Only lines with the word "SecurityConfig" are needed; collect each of them from the listing below.
#####
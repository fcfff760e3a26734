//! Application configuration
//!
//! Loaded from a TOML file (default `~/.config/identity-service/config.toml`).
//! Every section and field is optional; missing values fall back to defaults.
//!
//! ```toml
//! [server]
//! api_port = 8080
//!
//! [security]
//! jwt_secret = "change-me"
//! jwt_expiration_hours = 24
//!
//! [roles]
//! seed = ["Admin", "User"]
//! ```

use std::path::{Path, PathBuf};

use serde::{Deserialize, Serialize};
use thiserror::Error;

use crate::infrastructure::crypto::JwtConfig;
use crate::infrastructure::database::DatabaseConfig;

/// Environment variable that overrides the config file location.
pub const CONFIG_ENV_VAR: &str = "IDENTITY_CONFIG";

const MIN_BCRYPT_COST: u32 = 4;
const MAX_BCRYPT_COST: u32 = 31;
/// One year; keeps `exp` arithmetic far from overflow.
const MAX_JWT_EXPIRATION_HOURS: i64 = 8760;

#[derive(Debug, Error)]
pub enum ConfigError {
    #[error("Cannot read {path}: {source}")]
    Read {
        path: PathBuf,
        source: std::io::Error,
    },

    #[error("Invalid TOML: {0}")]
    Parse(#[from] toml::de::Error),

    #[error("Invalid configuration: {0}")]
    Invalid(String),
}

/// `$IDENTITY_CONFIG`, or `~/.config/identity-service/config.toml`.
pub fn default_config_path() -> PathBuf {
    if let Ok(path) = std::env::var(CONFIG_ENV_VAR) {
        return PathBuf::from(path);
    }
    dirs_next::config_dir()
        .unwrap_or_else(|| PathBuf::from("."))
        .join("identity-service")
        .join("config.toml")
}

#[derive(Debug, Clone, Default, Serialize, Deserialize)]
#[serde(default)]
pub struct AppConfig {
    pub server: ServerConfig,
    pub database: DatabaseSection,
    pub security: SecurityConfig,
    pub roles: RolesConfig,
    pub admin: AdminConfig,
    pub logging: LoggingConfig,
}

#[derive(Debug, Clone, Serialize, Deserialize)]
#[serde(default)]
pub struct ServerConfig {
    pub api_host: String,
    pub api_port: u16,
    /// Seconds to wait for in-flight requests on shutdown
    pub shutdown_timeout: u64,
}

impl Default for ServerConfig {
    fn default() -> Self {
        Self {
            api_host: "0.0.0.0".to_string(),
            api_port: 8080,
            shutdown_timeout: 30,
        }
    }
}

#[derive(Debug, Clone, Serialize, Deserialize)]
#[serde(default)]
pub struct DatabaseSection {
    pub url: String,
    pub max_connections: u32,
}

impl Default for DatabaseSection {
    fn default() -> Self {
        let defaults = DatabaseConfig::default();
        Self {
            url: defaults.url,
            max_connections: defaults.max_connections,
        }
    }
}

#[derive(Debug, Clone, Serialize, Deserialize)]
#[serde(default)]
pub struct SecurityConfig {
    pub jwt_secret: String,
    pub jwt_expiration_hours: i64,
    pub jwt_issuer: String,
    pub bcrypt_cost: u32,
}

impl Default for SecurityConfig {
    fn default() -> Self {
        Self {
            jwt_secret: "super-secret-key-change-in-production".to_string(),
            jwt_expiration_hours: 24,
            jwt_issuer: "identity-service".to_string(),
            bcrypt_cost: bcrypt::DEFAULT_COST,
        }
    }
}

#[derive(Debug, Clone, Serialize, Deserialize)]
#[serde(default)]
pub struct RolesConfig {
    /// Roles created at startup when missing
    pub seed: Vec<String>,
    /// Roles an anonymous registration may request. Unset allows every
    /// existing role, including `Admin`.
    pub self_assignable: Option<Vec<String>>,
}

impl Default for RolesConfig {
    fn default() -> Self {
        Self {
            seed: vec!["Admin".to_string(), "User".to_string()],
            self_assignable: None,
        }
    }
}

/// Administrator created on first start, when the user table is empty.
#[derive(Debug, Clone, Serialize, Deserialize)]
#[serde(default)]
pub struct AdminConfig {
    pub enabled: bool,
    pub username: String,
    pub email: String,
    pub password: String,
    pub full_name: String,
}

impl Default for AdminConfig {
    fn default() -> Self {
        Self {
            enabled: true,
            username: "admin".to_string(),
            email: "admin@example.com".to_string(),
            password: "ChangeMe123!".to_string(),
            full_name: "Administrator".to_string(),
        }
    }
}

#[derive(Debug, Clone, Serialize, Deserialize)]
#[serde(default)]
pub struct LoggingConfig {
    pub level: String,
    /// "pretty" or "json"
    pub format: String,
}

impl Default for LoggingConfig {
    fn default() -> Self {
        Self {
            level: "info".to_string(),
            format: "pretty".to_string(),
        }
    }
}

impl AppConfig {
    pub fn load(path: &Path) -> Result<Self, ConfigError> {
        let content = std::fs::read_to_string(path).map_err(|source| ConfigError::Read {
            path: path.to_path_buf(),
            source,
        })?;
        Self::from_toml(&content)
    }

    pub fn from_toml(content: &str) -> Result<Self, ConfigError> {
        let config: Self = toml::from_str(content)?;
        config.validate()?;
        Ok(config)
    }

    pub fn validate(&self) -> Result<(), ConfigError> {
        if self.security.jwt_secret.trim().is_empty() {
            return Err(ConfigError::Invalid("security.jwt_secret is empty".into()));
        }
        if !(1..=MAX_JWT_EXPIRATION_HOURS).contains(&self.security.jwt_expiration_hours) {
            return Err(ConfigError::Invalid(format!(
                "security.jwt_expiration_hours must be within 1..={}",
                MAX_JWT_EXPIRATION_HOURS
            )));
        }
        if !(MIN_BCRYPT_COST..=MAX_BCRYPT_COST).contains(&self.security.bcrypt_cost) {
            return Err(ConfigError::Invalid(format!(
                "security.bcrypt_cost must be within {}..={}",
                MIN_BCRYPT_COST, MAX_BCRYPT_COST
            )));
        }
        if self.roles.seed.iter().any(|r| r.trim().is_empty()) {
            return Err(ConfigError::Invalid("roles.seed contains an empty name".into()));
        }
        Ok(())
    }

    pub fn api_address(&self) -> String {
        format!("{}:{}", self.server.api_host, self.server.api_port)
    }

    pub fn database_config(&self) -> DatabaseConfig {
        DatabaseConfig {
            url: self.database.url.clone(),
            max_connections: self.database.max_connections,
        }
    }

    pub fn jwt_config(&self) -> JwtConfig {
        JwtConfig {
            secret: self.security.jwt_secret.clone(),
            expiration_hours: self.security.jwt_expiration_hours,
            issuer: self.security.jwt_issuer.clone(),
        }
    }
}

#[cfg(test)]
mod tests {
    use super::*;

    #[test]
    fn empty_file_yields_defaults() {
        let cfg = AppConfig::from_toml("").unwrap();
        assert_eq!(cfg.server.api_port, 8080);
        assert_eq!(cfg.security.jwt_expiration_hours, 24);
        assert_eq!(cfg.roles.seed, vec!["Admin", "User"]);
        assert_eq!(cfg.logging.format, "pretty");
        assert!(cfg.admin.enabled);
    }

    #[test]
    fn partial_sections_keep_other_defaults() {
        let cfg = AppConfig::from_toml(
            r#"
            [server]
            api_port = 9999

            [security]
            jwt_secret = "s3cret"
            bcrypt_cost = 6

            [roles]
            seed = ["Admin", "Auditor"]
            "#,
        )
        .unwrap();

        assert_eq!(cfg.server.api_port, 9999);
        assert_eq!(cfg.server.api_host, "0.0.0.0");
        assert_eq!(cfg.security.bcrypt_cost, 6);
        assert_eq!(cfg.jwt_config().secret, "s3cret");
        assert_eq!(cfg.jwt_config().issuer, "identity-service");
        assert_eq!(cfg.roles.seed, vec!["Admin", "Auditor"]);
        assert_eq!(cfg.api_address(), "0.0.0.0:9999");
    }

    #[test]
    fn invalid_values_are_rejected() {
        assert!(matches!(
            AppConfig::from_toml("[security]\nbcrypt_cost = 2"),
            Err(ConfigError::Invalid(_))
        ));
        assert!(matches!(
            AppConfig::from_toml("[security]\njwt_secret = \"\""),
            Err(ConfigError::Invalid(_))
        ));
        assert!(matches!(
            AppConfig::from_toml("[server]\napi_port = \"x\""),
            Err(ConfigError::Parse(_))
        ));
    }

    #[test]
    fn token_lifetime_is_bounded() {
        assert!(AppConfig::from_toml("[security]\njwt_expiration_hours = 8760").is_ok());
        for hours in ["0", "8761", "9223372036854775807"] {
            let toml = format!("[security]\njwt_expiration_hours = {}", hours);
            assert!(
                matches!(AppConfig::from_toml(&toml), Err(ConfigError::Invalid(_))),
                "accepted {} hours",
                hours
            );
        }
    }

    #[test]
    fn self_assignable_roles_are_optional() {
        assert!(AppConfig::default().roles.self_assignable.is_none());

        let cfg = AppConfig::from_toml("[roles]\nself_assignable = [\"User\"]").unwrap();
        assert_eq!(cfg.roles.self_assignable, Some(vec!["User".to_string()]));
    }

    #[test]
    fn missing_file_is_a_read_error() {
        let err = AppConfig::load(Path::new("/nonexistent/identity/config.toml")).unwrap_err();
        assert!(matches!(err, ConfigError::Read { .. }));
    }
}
#####
### Output for this exercise
    pub security: SecurityConfig,
pub struct SecurityConfig {
impl Default for SecurityConfig {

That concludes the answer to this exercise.